Reiteradamente en los últimos años todos los organismos internacionales, desde la OCDE, el FMI a Eurostat o el índice de Justicia Social Europeo, así como decenas de estudios académicos nos demuestran la escasa capacidad redistributiva de nuestras políticas de transferencias monetarias. Según la OCDE por cada euro que reciben las rentas del decil más bajo, las rentas del decil más alto reciben alrededor de cinco.
Atajar esta situación, desplegar el Ingreso Mínimo Vital es una cuestión de justicia social y tiene una poderosa racionalidad económica. Y no solo por combatir la pobreza infantil y las consecuencias antes citadas para la competitividad del país. Lo es también a efectos de potenciar la economía productiva. Todos los recursos que se coloquen en las rentas bajas se vuelcan de hecho en la economía productiva del país, lo que no ocurre con las de rentas con grandes capacidades de ahorro.

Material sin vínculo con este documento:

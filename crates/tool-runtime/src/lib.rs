pub mod tool;
pub mod schema;
pub mod registry;
pub mod runtime;
pub mod provider;
pub mod conversation;

pub use tool::{Tool, ToolCall, ToolDefinition, ToolError, ToolPayload, ToolResult};
pub use schema::{decode_args, validate_arguments};
pub use registry::{RegistryError, ToolRegistry};
pub use runtime::{AgenticLoop, AgenticLoopError, LoopOutcome, LoopState};
pub use provider::{LlmError, OracleReply, ToolAwareLlmProvider};
pub use conversation::{Conversation, SessionHandle, Turn, TurnEntry};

Ya en la anterior legislatura el presidente del Gobierno creó el Alto Comisionado contra la Pobreza Infantil e inició la implementación de uno de los componentes del Ingreso Mínimo Vital. Se incrementó la prestación por hijo a cargo especialmente en caso de pobreza severa.

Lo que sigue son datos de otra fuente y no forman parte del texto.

//! Fixed display labels. The browser ships a single label set.

pub const UNKNOWN: &str = "미확인";
pub const NOT_AVAILABLE: &str = "N/A";

pub const CONTENT_PENDING: &str = "정보가 준비 중입니다.";
pub const DETAIL_TITLE: &str = "상세 정보";
pub const BASIC_INFO_TITLE: &str = "기본 정보";

pub const NO_ENTRIES: &str = "표시할 몬스터가 없습니다.";
pub const INVALID_SELECTION: &str = "선택한 몬스터 정보를 찾을 수 없습니다.";
pub const LOAD_FAILED: &str = "데이터를 불러오는 데 실패했습니다";
pub const LOADING: &str = "데이터를 불러오는 중...";

pub const LIST_TITLE: &str = "몬스터";
pub const TAB_GUIDE: &str = "가이드";
pub const TAB_SETTINGS: &str = "설정";

pub const SETTING_VIEW_MODE: &str = "보기 방식";
pub const SETTING_ITEMS_PER_PAGE: &str = "페이지당 항목 수";
pub const SETTING_DARK_MODE: &str = "다크 모드";
pub const SETTING_IMAGE_MODE: &str = "이미지 표시";
pub const SETTING_THICK_BORDER: &str = "굵은 테두리";

pub const VIEW_MODE_CARD: &str = "카드";
pub const VIEW_MODE_PAGINATED: &str = "페이지";

pub const ATTR_CATALOG_NUMBER: &str = "도감번호";
pub const ATTR_NAME: &str = "이름";
pub const ATTR_SPECIES: &str = "종류";
pub const ATTR_RARITY: &str = "희귀도";
pub const ATTR_LOCATION: &str = "출현지역";
pub const ATTR_NORMAL_PATTERN: &str = "일반패턴";
pub const ATTR_RAGE_PATTERN: &str = "분노패턴";
pub const ATTR_SPECIAL_PATTERN_1: &str = "특수패턴1";
pub const ATTR_SPECIAL_PATTERN_2: &str = "특수패턴2";
pub const ATTR_ATTACK_ELEMENT: &str = "공격속성";
pub const ATTR_WEAKNESS_ELEMENT: &str = "약점속성";

/// Message shown in the list area when the catalog could not be loaded.
pub fn load_failed(message: &str) -> String {
    format!("{LOAD_FAILED}: {message}")
}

Su despliegue completo constituyó un compromiso de legislatura del actual Gobierno de coalición. El abordaje de la pandemia de la COVID-19 ha forzado el confinamiento y la supresión de actividades vinculadas al turismo, comercio, hostelería, etc., sectores con gran peso en el empleo y que constituyen una base fundamental de nuestro sistema económico. Esta situación ha arrastrado a muchas personas al desempleo y algunas a la precariedad económica, especialmente grave en el caso de familias con hijos.
La crisis actual ha abierto una ventana para una política pública para poner en marcha el Ingreso Mínimo Vital que muchas expertos en políticas sociales y muchos colectivos reclaman desde hace años. Antes era muy necesaria y ahora es imperativa una rápida respuesta para abordar las consecuencias sociales y desamparo de una parte de nuestros conciudadanos, abocados a un escenario en que, a los riesgos sanitarios asociados a la epidemia, se une una indudable amenaza de exclusión social. Por eso el Gobierno está trabajando denodadamente para posibilitar una rápida implementación de ese Ingreso Mínimo Vital.
Es razón de justicia social y cuestión de ciudadanía.